▶ Your assignment:
For this exercise, output every line of the data as it stands.

▶ Records to use:

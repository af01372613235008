/********************************************************************************
 * Copyright (c) 2025 Contributors to the Eclipse Foundation
 *
 * See the NOTICE file(s) distributed with this work for additional
 * information regarding copyright ownership.
 *
 * This program and the accompanying materials are made available under the
 * terms of the Apache License Version 2.0 which is available at
 * https://www.apache.org/licenses/LICENSE-2.0
 *
 * SPDX-License-Identifier: Apache-2.0
 ********************************************************************************/

//! Rule index: exact-match map plus wildcard trie behind one writer lock.

use crate::errors::RouterError;
use crate::observability::events;
use crate::routing::topic_filter::{contains_wildcard, split_segments, validate_pattern};
use crate::routing::topic_trie::TopicTrie;
use crate::rule::Rule;
use metrics::{counter, gauge};
use parking_lot::RwLock;
use std::collections::HashMap;
use std::sync::atomic::{AtomicU64, Ordering};
use std::sync::Arc;
use tracing::debug;

const COMPONENT: &str = "topic_index";

#[derive(Default)]
struct IndexInner {
    exact: HashMap<String, Vec<Arc<Rule>>>,
    wildcard: TopicTrie,
}

/// Snapshot of index statistics. `lookups` and `matches` are monotonic
/// process-lifetime totals; the rule counts track current contents.
#[derive(Debug, Clone, Copy, PartialEq, Eq)]
pub struct IndexStats {
    pub rules: u64,
    pub wildcard_rules: u64,
    pub lookups: u64,
    pub matches: u64,
}

/// Maps a concrete incoming topic to the set of rules whose patterns match
/// it. Finds take the read side of the lock and run concurrently; add,
/// remove and clear are writer-exclusive, so a find that starts before a
/// mutation completes observes either the pre-state or the post-state.
pub struct TopicIndex {
    inner: RwLock<IndexInner>,
    rules: AtomicU64,
    wildcard_rules: AtomicU64,
    lookups: AtomicU64,
    matches: AtomicU64,
}

impl TopicIndex {
    pub fn new() -> Self {
        Self {
            inner: RwLock::new(IndexInner::default()),
            rules: AtomicU64::new(0),
            wildcard_rules: AtomicU64::new(0),
            lookups: AtomicU64::new(0),
            matches: AtomicU64::new(0),
        }
    }

    /// Installs a rule. Exact patterns go to the hash map, wildcard patterns
    /// to the trie. Fails with `InvalidPattern` on ill-placed wildcards.
    pub fn add(&self, rule: Arc<Rule>) -> Result<(), RouterError> {
        validate_pattern(&rule.topic)?;
        let wildcard = contains_wildcard(&rule.topic);

        {
            let mut inner = self.inner.write();
            if wildcard {
                inner.wildcard.insert(rule.clone())?;
            } else {
                inner.exact.entry(rule.topic.clone()).or_default().push(rule.clone());
            }
        }

        if wildcard {
            self.wildcard_rules.fetch_add(1, Ordering::Relaxed);
        }
        let active = self.rules.fetch_add(1, Ordering::Relaxed) + 1;
        gauge!("rules_active").set(active as f64);

        debug!(
            event = events::INDEX_RULE_ADD,
            component = COMPONENT,
            pattern = rule.topic.as_str(),
            wildcard,
            "rule added to index"
        );
        Ok(())
    }

    /// Removes a rule by handle identity and prunes emptied buckets.
    pub fn remove(&self, rule: &Arc<Rule>) -> Result<(), RouterError> {
        let wildcard = contains_wildcard(&rule.topic);

        {
            let mut inner = self.inner.write();
            if wildcard {
                inner.wildcard.remove(rule)?;
            } else {
                let bucket = inner.exact.get_mut(&rule.topic).ok_or_else(|| {
                    RouterError::RuleNotFound {
                        pattern: rule.topic.clone(),
                    }
                })?;
                let before = bucket.len();
                bucket.retain(|candidate| !Arc::ptr_eq(candidate, rule));
                if bucket.len() == before {
                    return Err(RouterError::RuleNotFound {
                        pattern: rule.topic.clone(),
                    });
                }
                if bucket.is_empty() {
                    inner.exact.remove(&rule.topic);
                }
            }
        }

        if wildcard {
            self.wildcard_rules.fetch_sub(1, Ordering::Relaxed);
        }
        let active = self.rules.fetch_sub(1, Ordering::Relaxed) - 1;
        gauge!("rules_active").set(active as f64);

        debug!(
            event = events::INDEX_RULE_REMOVE,
            component = COMPONENT,
            pattern = rule.topic.as_str(),
            wildcard,
            "rule removed from index"
        );
        Ok(())
    }

    /// Returns all rules matching `topic` in deterministic order: exact
    /// matches first, then wildcard matches with more specific patterns
    /// before less specific ones; insertion order within a bucket.
    pub fn find(&self, topic: &str) -> Vec<Arc<Rule>> {
        let mut matches = Vec::new();
        self.find_into(topic, &mut matches);
        matches
    }

    /// `find` variant that appends into a caller-owned buffer, so the hot
    /// path can reuse pooled allocations.
    pub fn find_into(&self, topic: &str, matches: &mut Vec<Arc<Rule>>) {
        self.lookups.fetch_add(1, Ordering::Relaxed);

        {
            let inner = self.inner.read();
            if let Some(bucket) = inner.exact.get(topic) {
                matches.extend(bucket.iter().cloned());
            }
            inner
                .wildcard
                .collect_matches(&split_segments(topic), matches);
        }

        if !matches.is_empty() {
            self.matches.fetch_add(1, Ordering::Relaxed);
            counter!("rule_matches_total").increment(1);
        }
    }

    /// Drops all rules and resets statistics except the monotonic totals.
    pub fn clear(&self) {
        {
            let mut inner = self.inner.write();
            inner.exact.clear();
            inner.wildcard.clear();
        }
        self.rules.store(0, Ordering::Relaxed);
        self.wildcard_rules.store(0, Ordering::Relaxed);
        gauge!("rules_active").set(0.0);

        debug!(event = events::INDEX_CLEARED, component = COMPONENT, "rule index cleared");
    }

    pub fn len(&self) -> usize {
        self.rules.load(Ordering::Relaxed) as usize
    }

    pub fn is_empty(&self) -> bool {
        self.len() == 0
    }

    pub fn stats(&self) -> IndexStats {
        IndexStats {
            rules: self.rules.load(Ordering::Relaxed),
            wildcard_rules: self.wildcard_rules.load(Ordering::Relaxed),
            lookups: self.lookups.load(Ordering::Relaxed),
            matches: self.matches.load(Ordering::Relaxed),
        }
    }
}

impl Default for TopicIndex {
    fn default() -> Self {
        Self::new()
    }
}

▶ Task output:
repository af01372613235008
/********************************************************************************
 * Copyright (c) 2025 Contributors to the Eclipse Foundation
 *
 * See the NOTICE file(s) distributed with this work for additional
 * information regarding copyright ownership.
 *
 * This program and the accompanying materials are made available under the
 * terms of the Apache License Version 2.0 which is available at
 * https://www.apache.org/licenses/LICENSE-2.0
 *
 * SPDX-License-Identifier: Apache-2.0
 ********************************************************************************/

//! Rule index: exact-match map plus wildcard trie behind one writer lock.

use crate::errors::RouterError;
use crate::observability::events;
use crate::routing::topic_filter::{contains_wildcard, split_segments, validate_pattern};
use crate::routing::topic_trie::TopicTrie;
use crate::rule::Rule;
use metrics::{counter, gauge};
use parking_lot::RwLock;
use std::collections::HashMap;
use std::sync::atomic::{AtomicU64, Ordering};
use std::sync::Arc;
use tracing::debug;

const COMPONENT: &str = "topic_index";

#[derive(Default)]
struct IndexInner {
    exact: HashMap<String, Vec<Arc<Rule>>>,
    wildcard: TopicTrie,
}

/// Snapshot of index statistics. `lookups` and `matches` are monotonic
/// process-lifetime totals; the rule counts track current contents.
#[derive(Debug, Clone, Copy, PartialEq, Eq)]
pub struct IndexStats {
    pub rules: u64,
    pub wildcard_rules: u64,
    pub lookups: u64,
    pub matches: u64,
}

/// Maps a concrete incoming topic to the set of rules whose patterns match
/// it. Finds take the read side of the lock and run concurrently; add,
/// remove and clear are writer-exclusive, so a find that starts before a
/// mutation completes observes either the pre-state or the post-state.
pub struct TopicIndex {
    inner: RwLock<IndexInner>,
    rules: AtomicU64,
    wildcard_rules: AtomicU64,
    lookups: AtomicU64,
    matches: AtomicU64,
}

impl TopicIndex {
    pub fn new() -> Self {
        Self {
            inner: RwLock::new(IndexInner::default()),
            rules: AtomicU64::new(0),
            wildcard_rules: AtomicU64::new(0),
            lookups: AtomicU64::new(0),
            matches: AtomicU64::new(0),
        }
    }

    /// Installs a rule. Exact patterns go to the hash map, wildcard patterns
    /// to the trie. Fails with `InvalidPattern` on ill-placed wildcards.
    pub fn add(&self, rule: Arc<Rule>) -> Result<(), RouterError> {
        validate_pattern(&rule.topic)?;
        let wildcard = contains_wildcard(&rule.topic);

        {
            let mut inner = self.inner.write();
            if wildcard {
                inner.wildcard.insert(rule.clone())?;
            } else {
                inner.exact.entry(rule.topic.clone()).or_default().push(rule.clone());
            }
        }

        if wildcard {
            self.wildcard_rules.fetch_add(1, Ordering::Relaxed);
        }
        let active = self.rules.fetch_add(1, Ordering::Relaxed) + 1;
        gauge!("rules_active").set(active as f64);

        debug!(
            event = events::INDEX_RULE_ADD,
            component = COMPONENT,
            pattern = rule.topic.as_str(),
            wildcard,
            "rule added to index"
        );
        Ok(())
    }

    /// Removes a rule by handle identity and prunes emptied buckets.
    pub fn remove(&self, rule: &Arc<Rule>) -> Result<(), RouterError> {
        let wildcard = contains_wildcard(&rule.topic);

        {
            let mut inner = self.inner.write();
            if wildcard {
                inner.wildcard.remove(rule)?;
            } else {
                let bucket = inner.exact.get_mut(&rule.topic).ok_or_else(|| {
                    RouterError::RuleNotFound {
                        pattern: rule.topic.clone(),
                    }
                })?;
                let before = bucket.len();
                bucket.retain(|candidate| !Arc::ptr_eq(candidate, rule));
                if bucket.len() == before {
                    return Err(RouterError::RuleNotFound {
                        pattern: rule.topic.clone(),
                    });
                }
                if bucket.is_empty() {
                    inner.exact.remove(&rule.topic);
                }
            }
        }

        if wildcard {
            self.wildcard_rules.fetch_sub(1, Ordering::Relaxed);
        }
        let active = self.rules.fetch_sub(1, Ordering::Relaxed) - 1;
        gauge!("rules_active").set(active as f64);

        debug!(
            event = events::INDEX_RULE_REMOVE,
            component = COMPONENT,
            pattern = rule.topic.as_str(),
            wildcard,
            "rule removed from index"
        );
        Ok(())
    }

    /// Returns all rules matching `topic` in deterministic order: exact
    /// matches first, then wildcard matches with more specific patterns
    /// before less specific ones; insertion order within a bucket.
    pub fn find(&self, topic: &str) -> Vec<Arc<Rule>> {
        let mut matches = Vec::new();
        self.find_into(topic, &mut matches);
        matches
    }

    /// `find` variant that appends into a caller-owned buffer, so the hot
    /// path can reuse pooled allocations.
    pub fn find_into(&self, topic: &str, matches: &mut Vec<Arc<Rule>>) {
        self.lookups.fetch_add(1, Ordering::Relaxed);

        {
            let inner = self.inner.read();
            if let Some(bucket) = inner.exact.get(topic) {
                matches.extend(bucket.iter().cloned());
            }
            inner
                .wildcard
                .collect_matches(&split_segments(topic), matches);
        }

        if !matches.is_empty() {
            self.matches.fetch_add(1, Ordering::Relaxed);
            counter!("rule_matches_total").increment(1);
        }
    }

    /// Drops all rules and resets statistics except the monotonic totals.
    pub fn clear(&self) {
        {
            let mut inner = self.inner.write();
            inner.exact.clear();
            inner.wildcard.clear();
        }
        self.rules.store(0, Ordering::Relaxed);
        self.wildcard_rules.store(0, Ordering::Relaxed);
        gauge!("rules_active").set(0.0);

        debug!(event = events::INDEX_CLEARED, component = COMPONENT, "rule index cleared");
    }

    pub fn len(&self) -> usize {
        self.rules.load(Ordering::Relaxed) as usize
    }

    pub fn is_empty(&self) -> bool {
        self.len() == 0
    }

    pub fn stats(&self) -> IndexStats {
        IndexStats {
            rules: self.rules.load(Ordering::Relaxed),
            wildcard_rules: self.wildcard_rules.load(Ordering::Relaxed),
            lookups: self.lookups.load(Ordering::Relaxed),
            matches: self.matches.load(Ordering::Relaxed),
        }
    }
}

impl Default for TopicIndex {
    fn default() -> Self {
        Self::new()
    }
}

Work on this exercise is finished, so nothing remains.